— Problem requirements —
For the records below, print the lines from the line with "usable public key." through the line with "fn extract_public_key(&self, private_key: &Self::PrivateKey)" exactly as written; include both end lines and exclude the rest.

═══ Extracted material

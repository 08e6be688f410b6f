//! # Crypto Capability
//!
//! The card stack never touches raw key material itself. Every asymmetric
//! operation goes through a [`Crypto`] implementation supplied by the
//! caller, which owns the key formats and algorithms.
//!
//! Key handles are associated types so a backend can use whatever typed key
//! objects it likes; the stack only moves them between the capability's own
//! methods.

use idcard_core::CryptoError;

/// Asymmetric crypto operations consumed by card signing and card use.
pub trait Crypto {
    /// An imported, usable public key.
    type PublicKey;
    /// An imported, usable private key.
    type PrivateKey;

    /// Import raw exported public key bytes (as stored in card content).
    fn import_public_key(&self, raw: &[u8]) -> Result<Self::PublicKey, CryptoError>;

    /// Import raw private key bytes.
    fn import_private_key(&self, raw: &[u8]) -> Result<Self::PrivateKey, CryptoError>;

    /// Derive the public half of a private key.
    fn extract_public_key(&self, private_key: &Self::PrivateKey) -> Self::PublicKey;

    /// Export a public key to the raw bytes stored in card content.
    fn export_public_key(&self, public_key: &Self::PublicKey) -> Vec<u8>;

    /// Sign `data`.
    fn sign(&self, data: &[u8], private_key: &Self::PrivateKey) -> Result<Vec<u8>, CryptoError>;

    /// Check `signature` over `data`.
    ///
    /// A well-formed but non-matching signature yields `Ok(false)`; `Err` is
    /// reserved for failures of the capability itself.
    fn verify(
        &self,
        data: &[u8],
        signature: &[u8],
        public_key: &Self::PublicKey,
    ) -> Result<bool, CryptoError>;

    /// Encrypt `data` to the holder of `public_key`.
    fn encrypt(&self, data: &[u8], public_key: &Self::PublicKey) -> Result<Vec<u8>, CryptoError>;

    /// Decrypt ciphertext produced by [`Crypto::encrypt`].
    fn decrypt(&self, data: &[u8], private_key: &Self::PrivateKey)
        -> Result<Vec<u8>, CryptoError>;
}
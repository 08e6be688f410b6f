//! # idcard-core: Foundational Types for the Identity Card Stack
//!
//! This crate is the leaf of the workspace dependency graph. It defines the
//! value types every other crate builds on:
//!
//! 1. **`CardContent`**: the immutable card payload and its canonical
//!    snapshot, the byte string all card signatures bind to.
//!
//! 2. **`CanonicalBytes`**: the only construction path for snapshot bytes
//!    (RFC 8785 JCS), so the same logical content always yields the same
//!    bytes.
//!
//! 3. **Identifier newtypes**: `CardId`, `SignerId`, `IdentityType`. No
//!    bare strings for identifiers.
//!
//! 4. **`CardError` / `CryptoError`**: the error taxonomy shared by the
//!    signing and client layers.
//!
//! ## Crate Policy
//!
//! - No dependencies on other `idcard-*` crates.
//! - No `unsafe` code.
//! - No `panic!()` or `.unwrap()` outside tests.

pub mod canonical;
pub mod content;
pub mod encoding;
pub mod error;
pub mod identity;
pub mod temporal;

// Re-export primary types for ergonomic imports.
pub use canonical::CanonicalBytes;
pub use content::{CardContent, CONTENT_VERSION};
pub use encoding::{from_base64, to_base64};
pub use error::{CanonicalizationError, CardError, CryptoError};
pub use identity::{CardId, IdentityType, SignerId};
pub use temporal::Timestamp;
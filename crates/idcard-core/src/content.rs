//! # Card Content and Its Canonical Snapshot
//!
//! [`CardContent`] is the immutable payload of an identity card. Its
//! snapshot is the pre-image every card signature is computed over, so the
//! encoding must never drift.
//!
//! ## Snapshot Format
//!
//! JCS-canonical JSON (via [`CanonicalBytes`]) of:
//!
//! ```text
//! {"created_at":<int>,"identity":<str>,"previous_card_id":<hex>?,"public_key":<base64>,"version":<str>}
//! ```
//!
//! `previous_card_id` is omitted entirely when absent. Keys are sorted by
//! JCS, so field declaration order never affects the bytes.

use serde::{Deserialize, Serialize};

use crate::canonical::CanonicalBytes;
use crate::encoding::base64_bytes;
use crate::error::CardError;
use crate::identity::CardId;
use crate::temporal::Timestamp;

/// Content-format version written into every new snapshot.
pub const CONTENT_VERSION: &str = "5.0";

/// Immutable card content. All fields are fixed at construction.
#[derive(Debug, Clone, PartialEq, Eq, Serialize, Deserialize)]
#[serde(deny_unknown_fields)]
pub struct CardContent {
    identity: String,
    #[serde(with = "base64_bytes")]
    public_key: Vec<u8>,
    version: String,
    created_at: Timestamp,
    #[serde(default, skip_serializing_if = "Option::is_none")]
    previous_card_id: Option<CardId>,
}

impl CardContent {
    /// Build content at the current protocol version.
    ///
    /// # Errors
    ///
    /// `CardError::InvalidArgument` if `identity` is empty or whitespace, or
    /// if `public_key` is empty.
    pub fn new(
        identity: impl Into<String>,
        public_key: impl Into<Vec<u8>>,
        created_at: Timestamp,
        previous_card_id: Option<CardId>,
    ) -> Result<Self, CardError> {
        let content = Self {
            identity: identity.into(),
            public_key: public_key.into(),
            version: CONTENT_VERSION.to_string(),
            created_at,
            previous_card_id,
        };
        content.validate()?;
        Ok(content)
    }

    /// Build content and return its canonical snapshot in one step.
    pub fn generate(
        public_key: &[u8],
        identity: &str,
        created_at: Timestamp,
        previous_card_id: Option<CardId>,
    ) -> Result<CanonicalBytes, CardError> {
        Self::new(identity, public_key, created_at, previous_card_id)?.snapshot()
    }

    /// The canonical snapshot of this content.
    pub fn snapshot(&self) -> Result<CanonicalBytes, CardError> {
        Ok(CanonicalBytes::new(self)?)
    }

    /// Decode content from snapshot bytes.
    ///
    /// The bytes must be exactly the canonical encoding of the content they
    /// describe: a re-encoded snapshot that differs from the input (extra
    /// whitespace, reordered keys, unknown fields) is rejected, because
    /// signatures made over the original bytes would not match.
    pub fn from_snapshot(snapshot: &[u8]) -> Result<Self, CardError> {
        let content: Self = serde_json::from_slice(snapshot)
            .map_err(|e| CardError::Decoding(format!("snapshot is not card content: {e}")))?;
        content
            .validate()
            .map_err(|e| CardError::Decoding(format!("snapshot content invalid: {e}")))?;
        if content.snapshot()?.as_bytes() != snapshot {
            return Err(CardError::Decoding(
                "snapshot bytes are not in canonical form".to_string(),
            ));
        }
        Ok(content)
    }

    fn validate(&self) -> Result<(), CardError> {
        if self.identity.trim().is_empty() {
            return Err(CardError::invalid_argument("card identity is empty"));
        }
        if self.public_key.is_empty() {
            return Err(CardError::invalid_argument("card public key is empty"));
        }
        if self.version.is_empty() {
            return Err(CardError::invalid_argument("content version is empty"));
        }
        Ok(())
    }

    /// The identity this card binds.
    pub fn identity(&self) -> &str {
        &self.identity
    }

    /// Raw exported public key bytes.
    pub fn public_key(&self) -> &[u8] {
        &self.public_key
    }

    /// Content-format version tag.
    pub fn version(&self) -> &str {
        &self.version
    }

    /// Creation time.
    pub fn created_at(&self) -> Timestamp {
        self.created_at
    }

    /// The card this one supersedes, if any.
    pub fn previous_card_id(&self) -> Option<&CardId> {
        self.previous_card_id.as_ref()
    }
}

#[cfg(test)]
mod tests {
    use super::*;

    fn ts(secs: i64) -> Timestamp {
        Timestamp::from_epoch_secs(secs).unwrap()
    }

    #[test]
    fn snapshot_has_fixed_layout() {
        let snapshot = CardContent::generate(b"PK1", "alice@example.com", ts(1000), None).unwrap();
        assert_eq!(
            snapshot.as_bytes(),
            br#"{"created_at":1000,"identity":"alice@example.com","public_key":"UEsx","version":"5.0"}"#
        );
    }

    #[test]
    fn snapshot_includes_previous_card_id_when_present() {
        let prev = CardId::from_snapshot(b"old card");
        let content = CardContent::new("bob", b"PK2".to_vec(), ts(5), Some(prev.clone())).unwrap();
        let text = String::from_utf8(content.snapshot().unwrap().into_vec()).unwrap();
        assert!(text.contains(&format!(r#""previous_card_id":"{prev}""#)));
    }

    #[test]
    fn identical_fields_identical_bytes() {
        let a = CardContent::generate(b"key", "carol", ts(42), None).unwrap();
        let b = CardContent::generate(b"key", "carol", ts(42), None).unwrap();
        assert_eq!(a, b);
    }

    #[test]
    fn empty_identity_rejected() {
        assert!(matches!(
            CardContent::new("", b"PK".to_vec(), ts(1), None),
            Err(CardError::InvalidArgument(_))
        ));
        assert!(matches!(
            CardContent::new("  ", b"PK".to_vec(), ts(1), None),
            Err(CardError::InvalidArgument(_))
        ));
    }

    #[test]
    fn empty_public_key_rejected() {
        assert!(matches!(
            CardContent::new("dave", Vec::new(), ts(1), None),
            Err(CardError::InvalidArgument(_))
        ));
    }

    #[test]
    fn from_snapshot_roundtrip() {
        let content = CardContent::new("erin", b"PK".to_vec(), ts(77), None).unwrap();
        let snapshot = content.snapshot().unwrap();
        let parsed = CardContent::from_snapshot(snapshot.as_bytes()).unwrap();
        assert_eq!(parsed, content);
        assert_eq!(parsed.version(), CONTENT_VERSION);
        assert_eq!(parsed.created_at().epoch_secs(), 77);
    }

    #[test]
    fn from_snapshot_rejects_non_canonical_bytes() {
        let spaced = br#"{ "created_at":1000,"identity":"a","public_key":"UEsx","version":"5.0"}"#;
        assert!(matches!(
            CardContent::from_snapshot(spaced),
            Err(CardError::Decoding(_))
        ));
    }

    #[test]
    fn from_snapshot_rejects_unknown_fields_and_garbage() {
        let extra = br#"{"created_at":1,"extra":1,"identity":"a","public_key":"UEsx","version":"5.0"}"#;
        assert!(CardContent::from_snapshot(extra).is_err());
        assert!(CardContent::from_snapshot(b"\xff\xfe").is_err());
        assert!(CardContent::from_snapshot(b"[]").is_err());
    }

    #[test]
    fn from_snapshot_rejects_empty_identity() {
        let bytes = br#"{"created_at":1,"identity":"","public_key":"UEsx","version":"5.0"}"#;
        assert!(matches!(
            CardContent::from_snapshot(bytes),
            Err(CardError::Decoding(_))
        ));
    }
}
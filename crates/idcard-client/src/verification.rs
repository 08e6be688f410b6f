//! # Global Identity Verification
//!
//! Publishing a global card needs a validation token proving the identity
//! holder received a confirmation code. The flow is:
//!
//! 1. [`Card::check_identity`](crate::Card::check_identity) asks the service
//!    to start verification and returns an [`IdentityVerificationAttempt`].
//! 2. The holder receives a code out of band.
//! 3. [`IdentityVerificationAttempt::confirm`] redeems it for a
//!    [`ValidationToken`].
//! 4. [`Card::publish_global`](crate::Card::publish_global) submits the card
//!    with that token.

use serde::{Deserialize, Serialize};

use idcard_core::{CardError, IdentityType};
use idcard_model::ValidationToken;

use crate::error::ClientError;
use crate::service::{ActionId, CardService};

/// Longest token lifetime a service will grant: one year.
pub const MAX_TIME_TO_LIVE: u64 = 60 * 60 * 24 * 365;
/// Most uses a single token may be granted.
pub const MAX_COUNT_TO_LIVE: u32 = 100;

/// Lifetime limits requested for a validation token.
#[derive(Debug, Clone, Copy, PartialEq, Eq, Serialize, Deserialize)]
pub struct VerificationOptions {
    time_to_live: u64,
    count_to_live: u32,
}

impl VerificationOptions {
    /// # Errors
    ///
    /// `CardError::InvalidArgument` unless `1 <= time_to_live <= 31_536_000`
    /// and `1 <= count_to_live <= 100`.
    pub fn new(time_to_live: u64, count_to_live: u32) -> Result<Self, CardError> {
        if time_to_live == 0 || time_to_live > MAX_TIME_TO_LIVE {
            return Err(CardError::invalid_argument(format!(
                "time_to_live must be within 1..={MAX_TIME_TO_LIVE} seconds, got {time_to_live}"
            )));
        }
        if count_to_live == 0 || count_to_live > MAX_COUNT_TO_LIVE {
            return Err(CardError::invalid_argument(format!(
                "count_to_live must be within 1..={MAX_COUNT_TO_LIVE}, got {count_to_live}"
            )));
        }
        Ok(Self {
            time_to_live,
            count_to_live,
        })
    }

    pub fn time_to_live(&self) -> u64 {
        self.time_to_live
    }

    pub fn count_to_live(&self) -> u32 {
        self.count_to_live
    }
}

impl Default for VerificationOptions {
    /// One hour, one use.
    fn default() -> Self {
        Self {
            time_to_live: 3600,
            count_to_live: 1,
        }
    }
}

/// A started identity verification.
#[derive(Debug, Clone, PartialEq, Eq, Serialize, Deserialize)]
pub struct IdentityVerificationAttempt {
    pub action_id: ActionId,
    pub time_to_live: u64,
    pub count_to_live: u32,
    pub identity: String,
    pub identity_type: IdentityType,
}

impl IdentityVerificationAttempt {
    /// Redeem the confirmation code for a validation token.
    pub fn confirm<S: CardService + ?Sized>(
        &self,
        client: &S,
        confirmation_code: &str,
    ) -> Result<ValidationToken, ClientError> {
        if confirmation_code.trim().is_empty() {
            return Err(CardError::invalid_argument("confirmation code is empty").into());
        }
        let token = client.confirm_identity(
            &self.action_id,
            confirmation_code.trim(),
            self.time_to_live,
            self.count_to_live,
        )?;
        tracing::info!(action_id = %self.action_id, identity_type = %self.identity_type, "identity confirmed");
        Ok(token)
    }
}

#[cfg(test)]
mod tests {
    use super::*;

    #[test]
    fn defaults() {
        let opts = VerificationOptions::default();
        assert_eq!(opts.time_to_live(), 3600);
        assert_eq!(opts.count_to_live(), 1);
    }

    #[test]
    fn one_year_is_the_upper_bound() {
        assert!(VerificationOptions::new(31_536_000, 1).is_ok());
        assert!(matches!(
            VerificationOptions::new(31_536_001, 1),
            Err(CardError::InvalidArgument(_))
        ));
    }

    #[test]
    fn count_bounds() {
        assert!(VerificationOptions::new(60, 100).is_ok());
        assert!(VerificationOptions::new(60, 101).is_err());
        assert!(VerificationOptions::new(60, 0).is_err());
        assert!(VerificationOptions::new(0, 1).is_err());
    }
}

══════

— Your response —
    /// An imported, usable public key.
    type PublicKey;
    /// An imported, usable private key.
    type PrivateKey;

    /// Import raw exported public key bytes (as stored in card content).
    fn import_public_key(&self, raw: &[u8]) -> Result<Self::PublicKey, CryptoError>;

    /// Import raw private key bytes.
    fn import_private_key(&self, raw: &[u8]) -> Result<Self::PrivateKey, CryptoError>;

    /// Derive the public half of a private key.
    fn extract_public_key(&self, private_key: &Self::PrivateKey) -> Self::PublicKey;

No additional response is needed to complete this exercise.